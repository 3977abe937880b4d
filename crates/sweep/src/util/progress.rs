use indicatif::{ProgressBar, ProgressStyle};

/// Bar over a fixed number of steps; callers set the position from progress events.
pub fn create_progress_bar(total: u64, message: &str) -> ProgressBar {
    let pb = ProgressBar::new(total);
    let style = ProgressStyle::default_bar()
        .template("{msg}\n{spinner:.green} [{elapsed_precise}] [{wide_bar:.cyan/blue}] {percent}%")
        .unwrap_or_else(|_| ProgressStyle::default_bar())
        .progress_chars("#>-");
    pb.set_style(style);
    pb.set_message(message.to_string());
    pb
}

━━━━━━━━━━

- _What the exercise asks_: Could you output every entry above exactly as it stands?

- _Task answer_:
repository 3977abe937880b4d
filename crates/sweep/src/util/progress.rs
use indicatif::{ProgressBar, ProgressStyle};

/// Bar over a fixed number of steps; callers set the position from progress events.
pub fn create_progress_bar(total: u64, message: &str) -> ProgressBar {
    let pb = ProgressBar::new(total);
    let style = ProgressStyle::default_bar()
        .template("{msg}\n{spinner:.green} [{elapsed_precise}] [{wide_bar:.cyan/blue}] {percent}%")
        .unwrap_or_else(|_| ProgressStyle::default_bar())
        .progress_chars("#>-");
    pb.set_style(style);
    pb.set_message(message.to_string());
    pb
}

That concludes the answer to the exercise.